» **HOW TO COMPLETE THIS TASK**
What you need to produce from the material below is an exact transcription of the lines from the one with "if now <= last_tick" through the one with "let advance = scaled / freq;", both included, and no other line.

###

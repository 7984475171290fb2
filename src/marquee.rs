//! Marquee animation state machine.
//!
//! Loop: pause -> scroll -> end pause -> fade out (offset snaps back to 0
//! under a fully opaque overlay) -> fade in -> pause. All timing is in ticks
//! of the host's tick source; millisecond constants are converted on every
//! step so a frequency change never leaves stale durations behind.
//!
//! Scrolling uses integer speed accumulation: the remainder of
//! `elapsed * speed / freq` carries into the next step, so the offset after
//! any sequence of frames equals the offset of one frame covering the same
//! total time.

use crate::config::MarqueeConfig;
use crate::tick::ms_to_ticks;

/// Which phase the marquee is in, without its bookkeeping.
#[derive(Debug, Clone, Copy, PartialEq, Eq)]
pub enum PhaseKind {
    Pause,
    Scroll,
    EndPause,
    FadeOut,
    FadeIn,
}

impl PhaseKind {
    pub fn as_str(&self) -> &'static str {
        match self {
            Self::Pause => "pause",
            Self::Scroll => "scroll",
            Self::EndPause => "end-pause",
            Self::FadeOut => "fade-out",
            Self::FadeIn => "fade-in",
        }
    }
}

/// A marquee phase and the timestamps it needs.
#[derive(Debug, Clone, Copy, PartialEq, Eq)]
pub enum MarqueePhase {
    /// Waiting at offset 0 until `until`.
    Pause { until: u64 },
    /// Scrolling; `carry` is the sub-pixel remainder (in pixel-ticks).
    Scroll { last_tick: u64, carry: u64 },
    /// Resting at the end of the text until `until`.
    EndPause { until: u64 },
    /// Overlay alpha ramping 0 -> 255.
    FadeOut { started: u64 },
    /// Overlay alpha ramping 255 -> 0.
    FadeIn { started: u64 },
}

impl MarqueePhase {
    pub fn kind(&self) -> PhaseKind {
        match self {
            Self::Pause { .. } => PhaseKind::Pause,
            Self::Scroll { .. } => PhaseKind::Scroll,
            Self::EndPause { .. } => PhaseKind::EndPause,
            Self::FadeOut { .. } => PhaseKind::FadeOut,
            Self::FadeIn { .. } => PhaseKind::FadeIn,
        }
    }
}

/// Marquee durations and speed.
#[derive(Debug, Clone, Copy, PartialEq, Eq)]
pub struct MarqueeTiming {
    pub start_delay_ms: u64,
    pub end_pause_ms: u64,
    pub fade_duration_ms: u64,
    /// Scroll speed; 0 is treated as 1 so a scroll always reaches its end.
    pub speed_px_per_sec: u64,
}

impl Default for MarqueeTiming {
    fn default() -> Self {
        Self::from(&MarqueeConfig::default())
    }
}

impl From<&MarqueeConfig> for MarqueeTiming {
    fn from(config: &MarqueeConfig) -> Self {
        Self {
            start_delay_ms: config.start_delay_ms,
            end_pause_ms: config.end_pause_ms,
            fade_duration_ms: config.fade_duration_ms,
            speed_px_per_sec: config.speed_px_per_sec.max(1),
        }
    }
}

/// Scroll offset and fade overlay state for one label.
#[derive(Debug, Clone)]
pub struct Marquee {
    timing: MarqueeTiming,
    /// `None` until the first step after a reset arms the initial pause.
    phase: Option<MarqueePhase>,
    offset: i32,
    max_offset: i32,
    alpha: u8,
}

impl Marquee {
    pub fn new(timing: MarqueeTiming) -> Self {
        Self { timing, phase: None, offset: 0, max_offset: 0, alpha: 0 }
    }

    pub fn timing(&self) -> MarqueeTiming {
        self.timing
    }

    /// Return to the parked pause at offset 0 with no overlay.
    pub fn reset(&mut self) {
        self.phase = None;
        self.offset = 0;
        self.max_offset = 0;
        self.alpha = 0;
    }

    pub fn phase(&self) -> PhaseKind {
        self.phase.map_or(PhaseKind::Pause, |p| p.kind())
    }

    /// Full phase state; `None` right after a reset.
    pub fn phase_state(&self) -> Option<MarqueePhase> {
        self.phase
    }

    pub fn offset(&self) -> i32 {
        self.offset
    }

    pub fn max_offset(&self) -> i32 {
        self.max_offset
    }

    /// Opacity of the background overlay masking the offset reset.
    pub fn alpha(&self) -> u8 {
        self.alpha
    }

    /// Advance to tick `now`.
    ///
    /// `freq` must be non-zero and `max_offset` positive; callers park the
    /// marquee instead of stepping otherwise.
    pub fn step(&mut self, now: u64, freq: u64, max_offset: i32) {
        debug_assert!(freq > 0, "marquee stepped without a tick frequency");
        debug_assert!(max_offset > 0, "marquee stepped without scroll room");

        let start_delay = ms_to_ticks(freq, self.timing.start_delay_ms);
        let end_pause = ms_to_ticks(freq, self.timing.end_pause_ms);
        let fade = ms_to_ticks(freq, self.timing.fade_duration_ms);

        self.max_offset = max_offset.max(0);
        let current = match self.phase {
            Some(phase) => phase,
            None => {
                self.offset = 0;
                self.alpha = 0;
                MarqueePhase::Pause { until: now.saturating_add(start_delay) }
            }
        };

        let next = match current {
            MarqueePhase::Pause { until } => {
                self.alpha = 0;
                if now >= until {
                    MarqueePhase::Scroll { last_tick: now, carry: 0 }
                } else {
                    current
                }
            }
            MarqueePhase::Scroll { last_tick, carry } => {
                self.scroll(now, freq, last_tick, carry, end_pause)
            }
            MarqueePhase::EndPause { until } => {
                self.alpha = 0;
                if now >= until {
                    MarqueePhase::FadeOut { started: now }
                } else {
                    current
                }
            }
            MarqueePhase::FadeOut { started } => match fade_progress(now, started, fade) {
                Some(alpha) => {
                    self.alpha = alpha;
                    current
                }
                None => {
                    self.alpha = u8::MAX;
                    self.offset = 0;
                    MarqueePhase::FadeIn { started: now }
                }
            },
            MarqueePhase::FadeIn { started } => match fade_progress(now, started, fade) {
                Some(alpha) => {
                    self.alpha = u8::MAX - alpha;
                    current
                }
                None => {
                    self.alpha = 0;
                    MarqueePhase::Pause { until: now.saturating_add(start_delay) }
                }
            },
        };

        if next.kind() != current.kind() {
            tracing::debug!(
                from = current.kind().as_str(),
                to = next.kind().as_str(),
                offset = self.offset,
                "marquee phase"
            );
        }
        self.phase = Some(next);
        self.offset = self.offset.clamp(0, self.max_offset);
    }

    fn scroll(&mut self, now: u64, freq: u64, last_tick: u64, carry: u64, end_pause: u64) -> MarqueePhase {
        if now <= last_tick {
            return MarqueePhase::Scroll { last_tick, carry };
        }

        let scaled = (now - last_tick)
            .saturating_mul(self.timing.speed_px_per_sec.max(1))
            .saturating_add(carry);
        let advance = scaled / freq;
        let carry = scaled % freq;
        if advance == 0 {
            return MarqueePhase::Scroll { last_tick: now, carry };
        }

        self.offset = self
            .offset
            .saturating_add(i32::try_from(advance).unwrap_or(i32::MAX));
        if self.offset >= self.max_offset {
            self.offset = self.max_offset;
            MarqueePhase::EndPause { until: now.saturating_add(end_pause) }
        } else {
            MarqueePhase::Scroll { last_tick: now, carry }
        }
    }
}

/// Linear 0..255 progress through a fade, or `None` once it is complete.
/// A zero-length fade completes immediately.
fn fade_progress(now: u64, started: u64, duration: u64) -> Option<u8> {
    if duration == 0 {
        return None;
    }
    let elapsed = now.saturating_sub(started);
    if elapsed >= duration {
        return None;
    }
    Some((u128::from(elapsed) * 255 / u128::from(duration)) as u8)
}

###

» **RESPONSE**
        if now <= last_tick {
            return MarqueePhase::Scroll { last_tick, carry };
        }

        let scaled = (now - last_tick)
            .saturating_mul(self.timing.speed_px_per_sec.max(1))
            .saturating_add(carry);
        let advance = scaled / freq;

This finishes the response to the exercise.